Da tener presente che lo stato emozionale attuale è inevitabilmente influenzato dalla sequenza degli avvenimenti e dal valore (poositivo-negativo) che a questi il soggetto attribuisce. In altre parole se fatti giudicati positivi sono posti in una sequenza temporale più vicina al presente la persona vivrà in uno stato ottimistico; al contrario se avvenimenti giudicati positivi sono accaduti prima di quelli negativi si troverà in uno stato pessimistico.

Il grafico schematizza questa situazione:

 

La scelta poi, in alcuni casi, rappresentava una vera e propria responsabilità, come nel caso di una coppia sposata che, sotto una mal celata gelosia, metteva alla prova il proprio partner per vedere se la scelta delle foto fosse caduta su un’immagine in cui i due comparivano insieme nell’inquadratura o se fossero stati scelti momenti non condivisi da entrambi.

 

D. una partecipante mi dice:

- Ho scelto delle foto che mi ricordavano delle cose importanti 3 erano molto personali ancorate a tre momenti molto importanti per la mia vita. Le altre due erano delle foto che avevo fatto in un viaggio e ritraevano scene dei campi di concentramento.

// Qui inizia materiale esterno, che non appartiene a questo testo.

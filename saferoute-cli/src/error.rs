//! Error types emitted by the SafeRoute CLI.
//!
//! Keep this error type reasonably small, as every command helper returns
//! `Result<_, CliError>` and the workspace enables `clippy::result_large_err`.

use std::sync::Arc;

use camino::Utf8PathBuf;
use saferoute_core::{DataInitializationError, InvalidInputError, ScoringError, UnknownLabel};
use thiserror::Error;

/// Errors emitted by the SafeRoute CLI.
#[derive(Debug, Error)]
pub enum CliError {
    /// Provided arguments failed Clap validation.
    #[error(transparent)]
    ArgumentParsing(#[from] clap::Error),
    /// Configuration layering failed (files, env, CLI).
    #[error("failed to load configuration: {0}")]
    Configuration(#[from] Arc<ortho_config::OrthoError>),
    /// A required option is missing after configuration merging.
    #[error("missing {field} (set --{field} or {env})")]
    MissingArgument {
        /// Long flag name of the option.
        field: &'static str,
        /// Environment variable that can supply it.
        env: &'static str,
    },
    /// Coordinates supplied on the command line are out of range.
    #[error("invalid location: {0}")]
    InvalidLocation(#[from] InvalidInputError),
    /// A categorical option did not name a known value.
    #[error(transparent)]
    UnknownLabel(#[from] UnknownLabel),
    /// A referenced input path does not exist on disk.
    #[error("{field} path {path:?} does not exist")]
    MissingSourceFile {
        /// Argument the path was supplied through.
        field: &'static str,
        /// Path as given.
        path: Utf8PathBuf,
    },
    /// A referenced input path exists but is not a file.
    #[error("{field} path {path:?} exists but is not a file")]
    SourcePathNotFile {
        /// Argument the path was supplied through.
        field: &'static str,
        /// Path as given.
        path: Utf8PathBuf,
    },
    /// A referenced input path could not be inspected due to an IO error.
    #[error("failed to inspect {field} path {path:?}: {source}")]
    InspectSourcePath {
        /// Argument the path was supplied through.
        field: &'static str,
        /// Path as given.
        path: Utf8PathBuf,
        /// Underlying IO failure.
        #[source]
        source: std::io::Error,
    },
    /// Opening the route file failed.
    #[error("failed to open route at {path:?}: {source}")]
    OpenRoute {
        /// Route file path.
        path: Utf8PathBuf,
        /// Underlying IO failure.
        #[source]
        source: std::io::Error,
    },
    /// Route JSON could not be decoded.
    #[error("failed to parse route JSON at {path:?}: {source}")]
    ParseRoute {
        /// Route file path.
        path: Utf8PathBuf,
        /// Decoder failure.
        #[source]
        source: serde_json::Error,
    },
    /// The synthetic dataset could not be materialized.
    #[error("failed to build the crime dataset: {0}")]
    Dataset(#[from] DataInitializationError),
    /// The engine rejected or failed to score the request.
    #[error("scoring failed: {0}")]
    Scoring(#[from] ScoringError),
    /// Serializing command output failed.
    #[error("failed to serialize output: {0}")]
    SerializeOutput(#[source] serde_json::Error),
    /// Writing command output failed.
    #[error("failed to write output: {0}")]
    WriteOutput(#[source] std::io::Error),
}
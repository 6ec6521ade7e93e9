//! Test helpers for composing CLI invocations and inputs.

use super::*;
use camino::{Utf8Path, Utf8PathBuf};
use chrono::NaiveDate;
use saferoute_core::{Location, Route, RouteSegment, TravelMode};
use tempfile::TempDir;

/// Fixed "now" used by every CLI test: Tuesday 2024-05-28 23:00.
pub(super) fn test_now() -> NaiveDateTime {
    NaiveDate::from_ymd_opt(2024, 5, 28)
        .and_then(|d| d.and_hms_opt(23, 0, 0))
        .expect("valid test time")
}

pub(super) fn write_utf8(path: &Utf8Path, contents: &[u8]) {
    std::fs::write(path.as_std_path(), contents).expect("write test file");
}

pub(super) fn utf8_tempdir() -> (TempDir, Utf8PathBuf) {
    let tmp = TempDir::new().expect("tempdir");
    let root = Utf8PathBuf::from_path_buf(tmp.path().to_path_buf()).expect("utf-8 workspace");
    (tmp, root)
}

fn location(lat: f64, lng: f64) -> Location {
    Location::new(lat, lng).expect("valid test location")
}

/// A short walk from SoMa into the Mission.
pub(super) fn mission_walk() -> Route {
    Route::new(
        "mission-walk",
        TravelMode::Walking,
        vec![
            RouteSegment::new(
                location(37.7785, -122.4056),
                location(37.7700, -122.4100),
                1_000.0,
            ),
            RouteSegment::new(
                location(37.7700, -122.4100),
                location(37.7599, -122.4148),
                1_200.0,
            ),
        ],
    )
}

pub(super) fn write_route(path: &Utf8Path, route: &Route) {
    let payload = serde_json::to_string_pretty(route).expect("serialize route");
    write_utf8(path, payload.as_bytes());
}

/// Parse a command line and run it against `now`, capturing stdout.
pub(super) fn run_cli(argv: &[&str]) -> (Result<(), CliError>, String) {
    let mut stdout = Vec::new();
    let result = Cli::try_parse_from(argv)
        .map_err(CliError::from)
        .and_then(|cli| dispatch(cli.command, test_now(), &mut stdout));
    let text = String::from_utf8(stdout).expect("stdout utf-8");
    (result, text)
}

Ho messo insieme questi due eventi perché per me era un anestetico, ricercavo qualcosa di talmente atroce da poter ridimensionare i miei dolori personali.

Quando le chiesi che relazione vedeva tra i due gruppi di fotografie mi rispose:

- C’era la stessa angoscia.

Ho citato questo dialogo perché mi sembra sia emblematico il percorso che ha guidato le scelte di D.: una strategia di simmetria associativa per il suo problem solving.

·   Richiamare al presente momenti della propria vita importanti ma dolorosi

·   Associarli con momenti angoscianti e altrettanto dolorosi esterni a sé

·   Concludere che il proprio dolore è niente in confronto a quegli altri eventi.

È un po’ come esorcizzare il male con un male più grande, dal proprio particolare al generale, ma anche sentirsi connessi con l’intera umanità e, in questo essere una parte del tutto.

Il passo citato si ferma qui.